Notons toutefois qu’en 2023, la Red Team de l’armée française, cellule d’auteurs de science-fiction chargée d’imaginer des histoires sur les conflits à venir, a développé le scénario de guerre écosystémique, envisageant la possibilité de hacker la nature en créant de nouveaux pathogènes, comme des insectes tueurs. Les innovations dans le secteur de la manipulation génétique font penser les auteurs de cette spéculation qu’à l’avenir, les écosystèmes pourraient échapper à tout contrôle s’ils étaient modifiés par les militaires. Le scénario évoque notamment les mouches hématophages.

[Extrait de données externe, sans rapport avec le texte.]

//! Trapezoidal integration of tabulated values.
//!
//! The normalization check integrates a density over its grid. The grid is
//! uniform in practice, but the rule is written for any strictly increasing
//! abscissa so saved density files replay exactly.

/// Definite integral of `y` over `x` by the composite trapezoidal rule.
///
/// Grids with fewer than two points integrate to zero.
///
/// # Panics
/// Panics if `x` and `y` differ in length. Callers build both from the same
/// grid, so a mismatch is a programming error.
pub fn trapezoid(x: &[f64], y: &[f64]) -> f64 {
    assert_eq!(
        x.len(),
        y.len(),
        "trapezoid: grid and values must have equal length"
    );

    let mut sum = 0.0;
    for i in 1..x.len() {
        sum += 0.5 * (y[i - 1] + y[i]) * (x[i] - x[i - 1]);
    }
    sum
}
//! Physics models: oscillator eigenstates, their classical limit, and the
//! range/normalization machinery shared by every frontend.

pub mod classical;
pub mod normalization;
pub mod quantum;
pub mod range;

pub use classical::classical_distribution;
pub use quantum::{probability_density, wavefunction};
pub use range::{x_range, y_max, y_range, RANGE_FACTOR};
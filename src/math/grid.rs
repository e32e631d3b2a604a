//! Uniform position-grid construction.

/// `n` evenly spaced points from `a` to `b`, endpoints inclusive.
///
/// The last point is pinned to `b` exactly rather than accumulated, so the
/// grid endpoints match the requested range bitwise.
///
/// # Panics
/// Panics if `n < 2`; callers validate grid sizes before building one.
pub fn linspace(a: f64, b: f64, n: usize) -> Vec<f64> {
    assert!(n >= 2, "linspace: need at least two grid points");

    let step = (b - a) / (n as f64 - 1.0);
    let mut out = Vec::with_capacity(n);
    for i in 0..n - 1 {
        out.push(a + step * i as f64);
    }
    out.push(b);
    out
}

#[cfg(test)]
mod tests {
    use super::*;

    #[test]
    fn endpoints_are_exact() {
        let g = linspace(-1.2, 1.2, 1000);
        assert_eq!(g.len(), 1000);
        assert_eq!(g[0], -1.2);
        assert_eq!(g[999], 1.2);
    }

    #[test]
    fn spacing_is_uniform() {
        let g = linspace(0.0, 1.0, 11);
        for w in g.windows(2) {
            assert!((w[1] - w[0] - 0.1).abs() < 1e-12);
        }
    }

    #[test]
    fn strictly_increasing() {
        let g = linspace(-5.0, 5.0, 100);
        assert!(g.windows(2).all(|w| w[0] < w[1]));
    }
}
//! `qho-density` library crate.
//!
//! Quantum harmonic oscillator probability densities, side by side with the
//! classical distribution at the same energy. The binary (`qho`) is a thin
//! wrapper around this library so that:
//!
//! - core logic is testable without spawning processes
//! - modules are reusable (e.g., future GUI/daemon, notebooks, etc.)
//! - code stays easy to navigate as the project grows

pub mod app;
pub mod cli;
pub mod debug;
pub mod domain;
pub mod error;
pub mod io;
pub mod math;
pub mod models;
pub mod plot;
pub mod report;
pub mod tui;
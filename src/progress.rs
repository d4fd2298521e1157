use chrono::{DateTime, Utc};

use crate::types::WorkItem;

/// An in-progress item never reads below this.
const PROGRESS_FLOOR: i64 = 10;
/// An in-progress item never reads above this.
const PROGRESS_CEILING: i64 = 90;

/// Estimate completion of a task-origin work item as an integer percentage.
///
/// - `completed` → 100.
/// - `in_progress` → linear interpolation of elapsed time over total
///   duration, clamped to [10, 90] so an item nominally in progress never
///   displays as "not started" or "done". A degenerate window
///   (`endTime <= startTime`, or either endpoint missing) reads as the
///   ceiling rather than dividing by zero.
/// - Any other status → 0.
pub fn estimate_progress(item: &WorkItem, now: DateTime<Utc>) -> u8 {
    match item.status.as_str() {
        "completed" => 100,
        "in_progress" => {
            let (start, end) = match (item.start_time, item.end_time) {
                (Some(start), Some(end)) => (start, end),
                _ => return PROGRESS_CEILING as u8,
            };

            let total = (end - start).num_seconds();
            if total <= 0 {
                return PROGRESS_CEILING as u8;
            }

            let elapsed = (now - start).num_seconds();
            let percent = elapsed.saturating_mul(100) / total;
            percent.clamp(PROGRESS_FLOOR, PROGRESS_CEILING) as u8
        }
        _ => 0,
    }
}
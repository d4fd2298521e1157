use chrono::{DateTime, Utc};
use serde::{Deserialize, Serialize};

// =============================================================================
// Source records
// =============================================================================
//
// These mirror the upstream store's shape. The engine only reads them; keeping
// collections fresh is the caller's job.

/// Task priority level
#[derive(Debug, Clone, PartialEq, Serialize, Deserialize)]
#[serde(rename_all = "lowercase")]
pub enum Priority {
    Low,
    Medium,
    High,
    Critical,
}

impl Default for Priority {
    fn default() -> Self {
        Priority::Medium
    }
}

impl Priority {
    pub fn as_str(&self) -> &'static str {
        match self {
            Priority::Low => "low",
            Priority::Medium => "medium",
            Priority::High => "high",
            Priority::Critical => "critical",
        }
    }
}

/// A task record as synced from the upstream store.
///
/// Date fields are ISO 8601 strings; they are parsed lazily at computation
/// time so one malformed record degrades (fails closed) instead of poisoning
/// the whole collection.
#[derive(Debug, Clone, Serialize, Deserialize)]
#[serde(rename_all = "camelCase")]
pub struct Task {
    pub id: String,
    pub title: String,
    #[serde(default, skip_serializing_if = "Option::is_none")]
    pub description: Option<String>,
    /// Lifecycle state (`pending`, `in_progress`, `completed`, ...).
    pub status: String,
    #[serde(default)]
    pub priority: Priority,
    /// Free-form tag used for color/legend grouping downstream.
    #[serde(default, skip_serializing_if = "Option::is_none")]
    pub task_type: Option<String>,
    #[serde(default)]
    pub department: String,
    #[serde(default)]
    pub assignee_ids: Vec<String>,
    #[serde(default, skip_serializing_if = "Option::is_none")]
    pub start_date: Option<String>,
    #[serde(default, skip_serializing_if = "Option::is_none")]
    pub due_date: Option<String>,
    #[serde(default, skip_serializing_if = "Option::is_none")]
    pub updated_at: Option<String>,
    #[serde(default)]
    pub archived: bool,
}

/// A meeting record as synced from the upstream store.
#[derive(Debug, Clone, Serialize, Deserialize)]
#[serde(rename_all = "camelCase")]
pub struct Meeting {
    pub id: String,
    pub title: String,
    /// ISO 8601 start timestamp.
    #[serde(default, skip_serializing_if = "Option::is_none")]
    pub date: Option<String>,
    #[serde(default, skip_serializing_if = "Option::is_none")]
    pub duration_minutes: Option<i64>,
    /// Lifecycle state (`scheduled`, `cancelled`, `completed`, ...).
    pub status: String,
    /// Internal participants, by user directory id.
    #[serde(default)]
    pub participant_ids: Vec<String>,
    /// External/client participants, recorded by display name only.
    #[serde(default)]
    pub client_names: Vec<String>,
    /// `online` or a physical location kind.
    #[serde(default, skip_serializing_if = "Option::is_none")]
    pub location_type: Option<String>,
    /// Join URL when `locationType` is `online`, room/address otherwise.
    #[serde(default, skip_serializing_if = "Option::is_none")]
    pub location: Option<String>,
}

/// A scheduled content post as synced from the upstream store.
#[derive(Debug, Clone, Serialize, Deserialize)]
#[serde(rename_all = "camelCase")]
pub struct ContentPost {
    pub id: String,
    pub title: String,
    /// Lifecycle state (`draft`, `scheduled`, `published`, ...).
    pub status: String,
    #[serde(default, skip_serializing_if = "Option::is_none")]
    pub publish_at: Option<String>,
    /// Responsible manager's user directory id.
    #[serde(default, skip_serializing_if = "Option::is_none")]
    pub manager_id: Option<String>,
}

/// A user directory entry.
#[derive(Debug, Clone, Serialize, Deserialize)]
#[serde(rename_all = "camelCase")]
pub struct User {
    pub id: String,
    pub name: String,
    #[serde(default, skip_serializing_if = "Option::is_none")]
    pub avatar_url: Option<String>,
}

// =============================================================================
// Derived model
// =============================================================================
//
// Everything below is recomputed from scratch on every invocation and should
// be treated as an immutable value once produced.

/// Discriminant for the unified work-item model.
#[derive(Debug, Clone, Copy, PartialEq, Eq, Serialize)]
#[serde(rename_all = "snake_case")]
pub enum WorkItemKind {
    Task,
    Meeting,
    ContentPost,
}

impl WorkItemKind {
    pub fn as_str(&self) -> &'static str {
        match self {
            WorkItemKind::Task => "task",
            WorkItemKind::Meeting => "meeting",
            WorkItemKind::ContentPost => "content_post",
        }
    }
}

/// A resolved participant/assignee.
#[derive(Debug, Clone, PartialEq, Serialize)]
#[serde(rename_all = "camelCase")]
pub struct Member {
    pub id: String,
    pub name: String,
    #[serde(skip_serializing_if = "Option::is_none")]
    pub avatar_url: Option<String>,
}

/// The originating record behind a [`WorkItem`], carried through for
/// click-navigation only. The aggregation logic never inspects it, and it is
/// skipped on serialization (serializing consumers pair `id` with `kind`
/// instead).
#[derive(Debug, Clone)]
pub enum WorkItemSource {
    Task(Task),
    Meeting(Meeting),
    ContentPost(ContentPost),
}

/// The unified timeline entry every aggregation step consumes and produces.
///
/// `id` is unique within its source kind only — a task and a meeting can
/// coincidentally share an id value, so consumers must pair `id` with `kind`.
///
/// `startTime`/`endTime` are `None` when the source date was missing or
/// failed to parse; every downstream predicate treats `None` as false.
/// `endTime >= startTime` is NOT guaranteed by upstream data.
#[derive(Debug, Clone, Serialize)]
#[serde(rename_all = "camelCase")]
pub struct WorkItem {
    pub id: String,
    pub kind: WorkItemKind,
    pub title: String,
    #[serde(skip_serializing_if = "Option::is_none")]
    pub start_time: Option<DateTime<Utc>>,
    #[serde(skip_serializing_if = "Option::is_none")]
    pub end_time: Option<DateTime<Utc>>,
    pub department: String,
    pub status: String,
    pub members: Vec<Member>,
    #[serde(skip_serializing_if = "Option::is_none")]
    pub subtype: Option<String>,
    #[serde(skip_serializing)]
    pub source: WorkItemSource,
}

/// A task requiring the viewer's immediate attention.
#[derive(Debug, Clone, Serialize)]
#[serde(rename_all = "camelCase")]
pub struct UrgentItem {
    pub id: String,
    pub title: String,
    #[serde(skip_serializing_if = "Option::is_none")]
    pub due_date: Option<DateTime<Utc>>,
    pub priority: Priority,
    pub is_overdue: bool,
    pub members: Vec<Member>,
}

/// Derived meeting classification for the upcoming-meetings list.
#[derive(Debug, Clone, Copy, PartialEq, Eq, Serialize)]
#[serde(rename_all = "lowercase")]
pub enum MeetingKind {
    Client,
    Team,
    Internal,
}

/// A near-term meeting for the viewer.
#[derive(Debug, Clone, Serialize)]
#[serde(rename_all = "camelCase")]
pub struct UpcomingMeeting {
    pub id: String,
    pub title: String,
    pub start: DateTime<Utc>,
    pub end: DateTime<Utc>,
    #[serde(rename = "type")]
    pub meeting_type: MeetingKind,
    pub participants: Vec<Member>,
    pub client_names: Vec<String>,
    #[serde(skip_serializing_if = "Option::is_none")]
    pub location: Option<String>,
    #[serde(skip_serializing_if = "Option::is_none")]
    pub meeting_url: Option<String>,
}

/// One bucket of the task-type distribution. Buckets keep the insertion
/// order of first occurrence.
#[derive(Debug, Clone, PartialEq, Serialize)]
#[serde(rename_all = "camelCase")]
pub struct TypeCount {
    pub task_type: String,
    pub count: u32,
}

/// One week of the rolling completed-count histogram.
#[derive(Debug, Clone, PartialEq, Serialize)]
#[serde(rename_all = "camelCase")]
pub struct WeekActivity {
    pub label: String,
    pub completed: u32,
}

/// Rolling productivity statistics for a single viewer.
///
/// `completionRate + unfinishedRate` may not sum to exactly 100 due to
/// independent rounding; this is accepted, not corrected.
#[derive(Debug, Clone, Serialize)]
#[serde(rename_all = "camelCase")]
pub struct StatsSnapshot {
    pub completion_rate: u32,
    pub unfinished_rate: u32,
    pub type_distribution: Vec<TypeCount>,
    pub weekly_activity: Vec<WeekActivity>,
}

/// Complete dashboard payload assembled from one captured `now`.
#[derive(Debug, Clone, Serialize)]
#[serde(rename_all = "camelCase")]
pub struct DashboardData {
    pub timeline: Vec<WorkItem>,
    pub urgent: Vec<UrgentItem>,
    pub stats: StatsSnapshot,
    pub upcoming: Vec<UpcomingMeeting>,
}
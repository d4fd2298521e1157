//! JSON snapshot loader.
//!
//! Loads the four source collections from per-concern JSON files in a
//! snapshot directory. A missing file yields an empty collection (the engine
//! tolerates empty inputs); an unreadable or malformed file is a real error.

use std::fs;
use std::path::Path;

use serde::de::DeserializeOwned;

use crate::error::LoadError;
use crate::types::{ContentPost, Meeting, Task, User};

/// One snapshot of the source collections, as read from disk.
#[derive(Debug, Clone, Default)]
pub struct Snapshot {
    pub tasks: Vec<Task>,
    pub meetings: Vec<Meeting>,
    pub posts: Vec<ContentPost>,
    pub users: Vec<User>,
}

/// Load `tasks.json`, `meetings.json`, `posts.json`, and `users.json` from
/// `dir`. Each file holds a JSON array of records in the upstream camelCase
/// shape.
pub fn load_snapshot(dir: &Path) -> Result<Snapshot, LoadError> {
    Ok(Snapshot {
        tasks: load_collection(dir, "tasks.json")?,
        meetings: load_collection(dir, "meetings.json")?,
        posts: load_collection(dir, "posts.json")?,
        users: load_collection(dir, "users.json")?,
    })
}

fn load_collection<T: DeserializeOwned>(dir: &Path, name: &str) -> Result<Vec<T>, LoadError> {
    let path = dir.join(name);
    if !path.exists() {
        return Ok(Vec::new());
    }

    let content = fs::read_to_string(&path).map_err(|source| LoadError::Io {
        path: path.clone(),
        source,
    })?;
    serde_json::from_str(&content).map_err(|source| LoadError::Parse { path, source })
}
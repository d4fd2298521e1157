//! Timestamp parsing and local-calendar boundary resolution.
//!
//! Source records carry ISO 8601 strings; parsing is lenient (RFC 3339, then
//! naive datetime, then bare date) and failures return `None` so one bad
//! record degrades instead of failing the whole aggregation. Day and week
//! boundaries are computed in the reference date's own local calendar, never
//! UTC, to avoid off-by-one-day shifts near midnight in non-UTC zones.

use chrono::{
    DateTime, Datelike, Duration, NaiveDate, NaiveDateTime, NaiveTime, TimeZone, Utc,
};
use chrono_tz::Tz;

/// Parse an ISO 8601 timestamp, tolerating common upstream variants.
///
/// Zone-less values are interpreted as UTC instants (the store writes UTC);
/// bare dates resolve to UTC midnight. Returns `None` for anything
/// unparsable — callers treat the record as having no timestamp.
pub fn parse_datetime(value: &str) -> Option<DateTime<Utc>> {
    let trimmed = value.trim();
    if trimmed.is_empty() {
        return None;
    }

    if let Ok(dt) = DateTime::parse_from_rfc3339(trimmed) {
        return Some(dt.with_timezone(&Utc));
    }
    if let Ok(naive) = NaiveDateTime::parse_from_str(trimmed, "%Y-%m-%dT%H:%M:%S") {
        return Some(Utc.from_utc_datetime(&naive));
    }
    if let Ok(naive) = NaiveDateTime::parse_from_str(trimmed, "%Y-%m-%dT%H:%M") {
        return Some(Utc.from_utc_datetime(&naive));
    }
    if let Ok(naive) = NaiveDateTime::parse_from_str(trimmed, "%Y-%m-%d %H:%M:%S") {
        return Some(Utc.from_utc_datetime(&naive));
    }
    if let Ok(date) = NaiveDate::parse_from_str(trimmed, "%Y-%m-%d") {
        return Some(Utc.from_utc_datetime(&date.and_time(NaiveTime::MIN)));
    }

    log::warn!("unparsable timestamp {:?}; excluded from time-based rules", value);
    None
}

/// Resolve a local calendar date's midnight to a UTC instant, handling DST
/// gaps.
///
/// During a spring-forward gap, `earliest()` returns `None`. We fall back to
/// `latest()` (the post-transition instant), and as a last resort interpret
/// the date as UTC.
pub fn local_midnight(tz: &Tz, date: NaiveDate) -> DateTime<Utc> {
    // Fast path: unambiguous local time.
    if let Some(dt) = tz
        .with_ymd_and_hms(date.year(), date.month(), date.day(), 0, 0, 0)
        .single()
    {
        return dt.with_timezone(&Utc);
    }

    let naive = date.and_time(NaiveTime::MIN);

    if let Some(dt) = tz.from_local_datetime(&naive).earliest() {
        return dt.with_timezone(&Utc);
    }

    if let Some(dt) = tz.from_local_datetime(&naive).latest() {
        log::warn!(
            "DST gap detected for {} 00:00 in {}; using post-transition time",
            date,
            tz
        );
        return dt.with_timezone(&Utc);
    }

    log::warn!(
        "could not resolve local midnight {} in {}; falling back to UTC",
        date,
        tz
    );
    Utc.from_utc_datetime(&naive)
}

/// The local calendar date `reference` falls on in `tz`.
pub fn local_date(reference: DateTime<Utc>, tz: &Tz) -> NaiveDate {
    reference.with_timezone(tz).date_naive()
}

/// The most recent Sunday at or before `reference`, in `reference`'s local
/// calendar.
pub fn local_week_start(reference: DateTime<Utc>, tz: &Tz) -> NaiveDate {
    let date = local_date(reference, tz);
    date - Duration::days(i64::from(date.weekday().num_days_from_sunday()))
}
//! Error types for snapshot loading.
//!
//! The engine itself never errors: lookups return absence and malformed
//! dates fail closed. Loading a snapshot from disk is the one fallible
//! boundary in the crate.

use std::path::PathBuf;
use thiserror::Error;

/// Failure while loading a snapshot directory.
#[derive(Debug, Error)]
pub enum LoadError {
    #[error("failed to read {}: {source}", path.display())]
    Io {
        path: PathBuf,
        source: std::io::Error,
    },

    #[error("failed to parse {}: {source}", path.display())]
    Parse {
        path: PathBuf,
        source: serde_json::Error,
    },
}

Un film comme Flying Virus a peut être été à l’origine une réflexion exagérément critique, voire paranoïaque, d’acteurs hostiles aux manipulations génétiques d’insectes. Il a donc pu nuire à ces recherches en alimentant un discours contestataire en représentations de leur utilisation immorale. D’un côté, il a pu donner des idées à des armées en quête de nouvelles armes et inspirer des chercheurs en biotechnologies militaires. D’un autre, il a pu ralentir le processus de R&D dans le secteur des insectes génétiquement modifiés en générant une peur excessive que ces investigations mènent à de nouvelles menaces pour la santé des citoyens. Cet imaginaire génère de nouvelles phobies sociales à l’encontre de la R&D et peut être qualifié d’archétype technophobe. Il n’en demeure pas moins aussi l’avant-garde d’applications militaires et peut inspirer la réflexion prospective d’acteurs militaires à la recherche d’armes de plus en plus efficaces.